In this chapter, you learned everything you need to know about tags to be able to select the most suitable tag for a specific application and find a correct placement on the product or packaging.
First, you discovered different types of tags based on their function. Active tags have a battery and broadcast a signal into the environment, whereas passive and semi-passive tags need to be in the presence of a reader's signal in order to communicate. You also learned that active tags, although they are the most expensive type, have long read ranges and can be used with sensors, GPS, and cellular networks. Passive tags have a simpler construction and lower price, but have shorter read ranges.

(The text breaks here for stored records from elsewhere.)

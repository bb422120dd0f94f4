use std::path::Path;

use clap::ValueEnum;
use mealcal::Transfer;

use super::{Session, Terminal};

#[derive(Clone, Copy, ValueEnum)]
pub enum ExportKind {
    Meals,
    Dishes,
    Ingredients,
}

#[derive(Clone, Copy, ValueEnum)]
pub enum ImportKind {
    Meals,
    Dishes,
}

pub fn export(session: &Session, kind: ExportKind) -> anyhow::Result<()> {
    let transfer = Transfer::new(&session.config.export.dir);
    let path = match kind {
        ExportKind::Meals => transfer.export_meals(&session.planner)?,
        ExportKind::Dishes => transfer.export_dishes(&session.planner)?,
        ExportKind::Ingredients => transfer.export_ingredients(&session.planner)?,
    };

    println!("Exported to {}", path.display());

    Ok(())
}

pub fn import(
    session: &mut Session,
    kind: ImportKind,
    file: &Path,
    yes: bool,
) -> anyhow::Result<()> {
    let text = std::fs::read_to_string(file)?;
    let terminal = Terminal { assume_yes: yes };
    let transfer = Transfer::new(&session.config.export.dir);

    let imported = match kind {
        ImportKind::Meals => transfer.import_meals(&mut session.planner, &text, &terminal)?,
        ImportKind::Dishes => transfer.import_dishes(&mut session.planner, &text, &terminal)?,
    };

    if imported {
        println!("Imported {}", file.display());
    } else {
        println!("Import cancelled");
    }

    Ok(())
}

pub fn grocery(session: &Session, print: bool) -> anyhow::Result<()> {
    if print {
        println!("{}", session.planner.grocery_list());
        return Ok(());
    }

    let path = Transfer::new(&session.config.export.dir).export_grocery_list(&session.planner)?;
    println!("Grocery list written to {}", path.display());

    Ok(())
}
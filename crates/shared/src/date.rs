use std::{fmt, str::FromStr};

use serde::{Deserialize, Deserializer, Serialize, Serializer, de};
use time::{Date, Month, OffsetDateTime};

/// Calendar month used as the top-level key of a meal plan, written `YYYY-MM`.
#[derive(Debug, Clone, Copy, PartialEq, Eq, PartialOrd, Ord, Hash)]
pub struct MonthKey {
    year: i32,
    month: u8,
}

impl MonthKey {
    pub fn new(year: i32, month: u8) -> crate::Result<Self> {
        if !(0..=9999).contains(&year) || !(1..=12).contains(&month) {
            return Err(crate::Error::InvalidMonth(format!("{year:04}-{month:02}")));
        }

        Ok(Self { year, month })
    }

    pub fn from_date(date: Date) -> Self {
        Self {
            year: date.year(),
            month: date.month() as u8,
        }
    }

    /// Month of the local clock, falling back to UTC when the offset is unknown.
    pub fn current() -> Self {
        let now = OffsetDateTime::now_local().unwrap_or_else(|_| OffsetDateTime::now_utc());

        Self::from_date(now.date())
    }

    pub fn year(&self) -> i32 {
        self.year
    }

    pub fn month(&self) -> Month {
        Month::try_from(self.month).unwrap_or(Month::January)
    }

    /// Number of days in the month, leap years included.
    pub fn days_in_month(&self) -> u8 {
        time::util::days_in_year_month(self.year, self.month())
    }

    /// Weekday of the 1st, 0 for Sunday through 6 for Saturday.
    pub fn first_weekday_offset(&self) -> u8 {
        Date::from_calendar_date(self.year, self.month(), 1)
            .map(|date| date.weekday().number_days_from_sunday())
            .unwrap_or_default()
    }

    pub fn contains_day(&self, day: u8) -> bool {
        (1..=self.days_in_month()).contains(&day)
    }

    /// Week bucket of `day` relative to this month's own first weekday.
    pub fn week_of(&self, day: u8) -> u8 {
        week_index(day, self.first_weekday_offset())
    }
}

/// Buckets a day of month into Sunday to Saturday rows of the month grid.
pub fn week_index(day: u8, first_weekday_offset: u8) -> u8 {
    let slot = u16::from(day.saturating_sub(1)) + u16::from(first_weekday_offset);

    // At most (254 + 255) / 7
    (slot / 7) as u8
}

impl fmt::Display for MonthKey {
    fn fmt(&self, f: &mut fmt::Formatter<'_>) -> fmt::Result {
        write!(f, "{:04}-{:02}", self.year, self.month)
    }
}

impl FromStr for MonthKey {
    type Err = crate::Error;

    fn from_str(s: &str) -> Result<Self, Self::Err> {
        let invalid = || crate::Error::InvalidMonth(s.to_owned());

        let (year, month) = s.split_once('-').ok_or_else(invalid)?;
        if year.len() != 4 || month.len() != 2 {
            return Err(invalid());
        }

        let year = year.parse::<i32>().map_err(|_| invalid())?;
        let month = month.parse::<u8>().map_err(|_| invalid())?;

        Self::new(year, month).map_err(|_| invalid())
    }
}

impl Serialize for MonthKey {
    fn serialize<S: Serializer>(&self, serializer: S) -> Result<S::Ok, S::Error> {
        serializer.collect_str(self)
    }
}

impl<'de> Deserialize<'de> for MonthKey {
    fn deserialize<D: Deserializer<'de>>(deserializer: D) -> Result<Self, D::Error> {
        let value = String::deserialize(deserializer)?;

        value.parse().map_err(de::Error::custom)
    }
}

#[cfg(test)]
mod tests {
    use super::*;

    fn key(s: &str) -> MonthKey {
        s.parse().unwrap()
    }

    #[test]
    fn test_days_in_month() {
        assert_eq!(key("2025-01").days_in_month(), 31);
        assert_eq!(key("2025-04").days_in_month(), 30);
        assert_eq!(key("2025-02").days_in_month(), 28);
        assert_eq!(key("2024-02").days_in_month(), 29);
        assert_eq!(key("1900-02").days_in_month(), 28);
        assert_eq!(key("2000-02").days_in_month(), 29);
    }

    #[test]
    fn test_first_weekday_offset() {
        // June 1st 2025 is a Sunday
        assert_eq!(key("2025-06").first_weekday_offset(), 0);
        // February 1st 2025 is a Saturday
        assert_eq!(key("2025-02").first_weekday_offset(), 6);
        // October 1st 2025 is a Wednesday
        assert_eq!(key("2025-10").first_weekday_offset(), 3);
    }

    #[test]
    fn test_week_index() {
        assert_eq!(week_index(1, 0), 0);
        assert_eq!(week_index(7, 0), 0);
        assert_eq!(week_index(8, 0), 1);
        assert_eq!(week_index(1, 6), 0);
        assert_eq!(week_index(2, 6), 1);
        assert_eq!(week_index(31, 3), 4);
        assert_eq!(week_index(255, 6), 37);
        assert_eq!(week_index(u8::MAX, u8::MAX), 72);

        let june = key("2025-06");
        assert_eq!(june.week_of(3), 0);
        assert_eq!(june.week_of(5), 0);
        assert_eq!(june.week_of(8), 1);
    }

    #[test]
    fn test_parse_and_display() {
        assert_eq!(key("2025-06").to_string(), "2025-06");
        assert_eq!(MonthKey::new(987, 3).unwrap().to_string(), "0987-03");

        for invalid in ["2025-13", "2025-00", "2025-6", "25-06", "2025/06", "", "abcd-ef"] {
            assert!(
                matches!(invalid.parse::<MonthKey>(), Err(crate::Error::InvalidMonth(_))),
                "{invalid} should be rejected"
            );
        }
    }

    #[test]
    fn test_ordering_follows_calendar() {
        let mut keys = vec![key("2025-10"), key("2024-12"), key("2025-02")];
        keys.sort();

        assert_eq!(keys, vec![key("2024-12"), key("2025-02"), key("2025-10")]);
    }

    #[test]
    fn test_serde_as_string() {
        let json = serde_json::to_string(&key("2025-06")).unwrap();
        assert_eq!(json, "\"2025-06\"");

        let parsed: MonthKey = serde_json::from_str("\"2024-02\"").unwrap();
        assert_eq!(parsed, key("2024-02"));
        assert!(serde_json::from_str::<MonthKey>("\"June\"").is_err());
    }
}
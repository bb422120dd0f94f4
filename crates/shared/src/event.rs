use strum::{AsRefStr, Display};

/// Independently persisted part of the planner state.
#[derive(Display, AsRefStr, Clone, Copy, Debug, PartialEq, Eq, Hash)]
#[strum(serialize_all = "lowercase")]
pub enum Slice {
    Meals,
    Dishes,
}

impl Slice {
    /// Key of the slice in durable storage.
    pub fn storage_key(&self) -> &'static str {
        match self {
            Slice::Meals => "meals",
            Slice::Dishes => "dishes",
        }
    }
}

/// Emitted after every successful mutation, carrying the full JSON document
/// of the mutated slice.
#[derive(Clone, Debug, PartialEq, Eq)]
pub struct Change {
    pub slice: Slice,
    pub snapshot: String,
}
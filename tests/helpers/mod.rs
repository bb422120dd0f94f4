#![allow(dead_code)]

use std::{
    collections::HashMap,
    sync::{Arc, Mutex},
};

use mealcal::{Planner, Prompt};
use mealcal_db::Storage;
use mealcal_dish::DishInput;

/// In-memory storage recording every write in order.
#[derive(Default)]
pub struct MemoryStorage {
    values: Mutex<HashMap<String, String>>,
    writes: Mutex<Vec<(String, String)>>,
}

impl MemoryStorage {
    pub fn with(entries: impl IntoIterator<Item = (&'static str, &'static str)>) -> Arc<Self> {
        let storage = Self::default();
        {
            let mut values = storage.values.lock().unwrap();
            for (key, value) in entries {
                values.insert(key.to_owned(), value.to_owned());
            }
        }

        Arc::new(storage)
    }

    pub fn value(&self, key: &str) -> Option<String> {
        self.values.lock().unwrap().get(key).cloned()
    }

    pub fn writes(&self) -> Vec<(String, String)> {
        self.writes.lock().unwrap().clone()
    }

    pub fn writes_for(&self, key: &str) -> Vec<String> {
        self.writes()
            .into_iter()
            .filter(|(k, _)| k == key)
            .map(|(_, v)| v)
            .collect()
    }
}

#[async_trait::async_trait]
impl Storage for MemoryStorage {
    async fn get(&self, key: &str) -> anyhow::Result<Option<String>> {
        Ok(self.value(key))
    }

    async fn set(&self, key: &str, value: &str) -> anyhow::Result<()> {
        self.values
            .lock()
            .unwrap()
            .insert(key.to_owned(), value.to_owned());
        self.writes
            .lock()
            .unwrap()
            .push((key.to_owned(), value.to_owned()));

        Ok(())
    }
}

/// Storage whose every call fails.
pub struct BrokenStorage;

#[async_trait::async_trait]
impl Storage for BrokenStorage {
    async fn get(&self, _key: &str) -> anyhow::Result<Option<String>> {
        anyhow::bail!("storage unavailable")
    }

    async fn set(&self, _key: &str, _value: &str) -> anyhow::Result<()> {
        anyhow::bail!("storage unavailable")
    }
}

pub struct Answer(pub bool);

impl Prompt for Answer {
    fn confirm(&self, _message: &str) -> bool {
        self.0
    }
}

pub fn planner_with_dishes() -> anyhow::Result<Planner> {
    let mut planner = Planner::default();
    planner.add_dish(DishInput::new("Tofu", "tofu, soy sauce", "Protein"))?;
    planner.add_dish(DishInput::new("Salmon", "salmon, lemon", "Protein"))?;
    planner.add_dish(DishInput::new("Salad", "lettuce, tomato", "Vegetables"))?;

    Ok(planner)
}
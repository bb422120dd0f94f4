use std::collections::BTreeMap;

use crate::MonthKey;

/// Dish names planned on each day of one month, in the order they were added.
pub type DayAssignments = BTreeMap<u8, Vec<String>>;

pub type Meals = BTreeMap<MonthKey, DayAssignments>;
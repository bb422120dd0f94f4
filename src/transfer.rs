use std::path::{Path, PathBuf};

use mealcal_shared::Error;
use time::{OffsetDateTime, format_description::BorrowedFormatItem, macros::format_description};

use crate::{Planner, document};

const TIMESTAMP: &[BorrowedFormatItem<'static>] =
    format_description!("[month][day][year]_[hour][minute][second]");

pub const GROCERY_LIST_FILE: &str = "grocery_list.txt";

/// Yes/no question asked before an import overwrites state.
pub trait Prompt {
    fn confirm(&self, message: &str) -> bool;
}

/// Whole-state import and export through JSON files.
#[derive(Clone, Debug)]
pub struct Transfer {
    dir: PathBuf,
}

impl Transfer {
    pub fn new(dir: impl Into<PathBuf>) -> Self {
        Self { dir: dir.into() }
    }

    pub fn dir(&self) -> &Path {
        &self.dir
    }

    pub fn export_meals(&self, planner: &Planner) -> mealcal_shared::Result<PathBuf> {
        let text = document::meals_document(planner.store(), true)?;

        self.write(&file_name("meals", now())?, &text)
    }

    pub fn export_dishes(&self, planner: &Planner) -> mealcal_shared::Result<PathBuf> {
        let text = document::dishes_document(planner.catalog(), true)?;

        self.write(&file_name("dishes", now())?, &text)
    }

    /// Exports the distinct ingredients of every planned dish.
    pub fn export_ingredients(&self, planner: &Planner) -> mealcal_shared::Result<PathBuf> {
        let ingredients = mealcal_shopping::unique_ingredients(planner.store(), planner.catalog());
        if ingredients.is_empty() {
            mealcal_shared::bail!(Error::NoData);
        }

        let text = document::ingredients_document(&ingredients, true)?;

        self.write(&file_name("ingredients", now())?, &text)
    }

    pub fn export_grocery_list(&self, planner: &Planner) -> mealcal_shared::Result<PathBuf> {
        let list = planner.grocery_list();

        self.write(GROCERY_LIST_FILE, &list.to_string())
    }

    /// Replaces every planned meal with the content of `text` once the user
    /// agrees. Returns `false` when the user declines.
    pub fn import_meals(
        &self,
        planner: &mut Planner,
        text: &str,
        prompt: &impl Prompt,
    ) -> mealcal_shared::Result<bool> {
        if !prompt.confirm("Importing meals will replace every planned meal. Continue?") {
            tracing::info!("meals import declined");
            return Ok(false);
        }

        let store = document::parse_meals(text)?;
        planner.replace_meals(store);

        Ok(true)
    }

    /// Replaces the dish catalog with the content of `text` once the user
    /// agrees. Returns `false` when the user declines.
    pub fn import_dishes(
        &self,
        planner: &mut Planner,
        text: &str,
        prompt: &impl Prompt,
    ) -> mealcal_shared::Result<bool> {
        if !prompt.confirm("Importing dishes will replace the whole dish list. Continue?") {
            tracing::info!("dishes import declined");
            return Ok(false);
        }

        let catalog = document::parse_dishes(text)?;
        planner.replace_dishes(catalog);

        Ok(true)
    }

    fn write(&self, file_name: &str, text: &str) -> mealcal_shared::Result<PathBuf> {
        std::fs::create_dir_all(&self.dir)?;

        let path = self.dir.join(file_name);
        std::fs::write(&path, text)?;

        tracing::info!(path = %path.display(), "file exported");

        Ok(path)
    }
}

/// `MMDDYYYY_HHMMSS` stamp embedded in export file names.
pub fn timestamp(at: OffsetDateTime) -> mealcal_shared::Result<String> {
    Ok(at.format(TIMESTAMP)?)
}

pub fn file_name(prefix: &str, at: OffsetDateTime) -> mealcal_shared::Result<String> {
    Ok(format!("{prefix}_{}.json", timestamp(at)?))
}

fn now() -> OffsetDateTime {
    OffsetDateTime::now_local().unwrap_or_else(|_| OffsetDateTime::now_utc())
}

#[cfg(test)]
mod tests {
    use time::macros::datetime;

    use super::*;

    #[test]
    fn test_file_name() {
        let at = datetime!(2025-06-03 07:04:09 UTC);

        assert_eq!(timestamp(at).unwrap(), "06032025_070409");
        assert_eq!(file_name("meals", at).unwrap(), "meals_06032025_070409.json");
        assert_eq!(
            file_name("ingredients", datetime!(2024-12-31 23:59:00 UTC)).unwrap(),
            "ingredients_12312024_235900.json"
        );
    }
}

In the next section, you learned about various communication techniques of passive tags. Passive tags can use either inductive coupling, which utilizes a magnetic field, or passive backscatter, which utilizes an electric field. Tags using passive backscatter can have a lot longer read ranges than the inductively coupled tags.
Hopefully you enjoyed the summary of different frequency bands and the tag performance characteristics based on their frequency. Low-frequency tags have short read ranges and slow data-transfer rates but good penetration of water and metals, and are used mainly for animal tracking or access control. High-frequency tags also have short read ranges and relatively good performance around water and metals, and are used in smart cards, smart shelves, pharma, and item-level tracking. Ultra-high-frequency tags have long read ranges and relatively high data-transfer rates but bad performance around water and liquid. They are used for product tracking throughout the supply chains, in libraries, in stores, and for inventory control. The last type of tags based on frequency are microwave tags. These are used mainly as active tags for toll collection because of their fast data-transfer rates.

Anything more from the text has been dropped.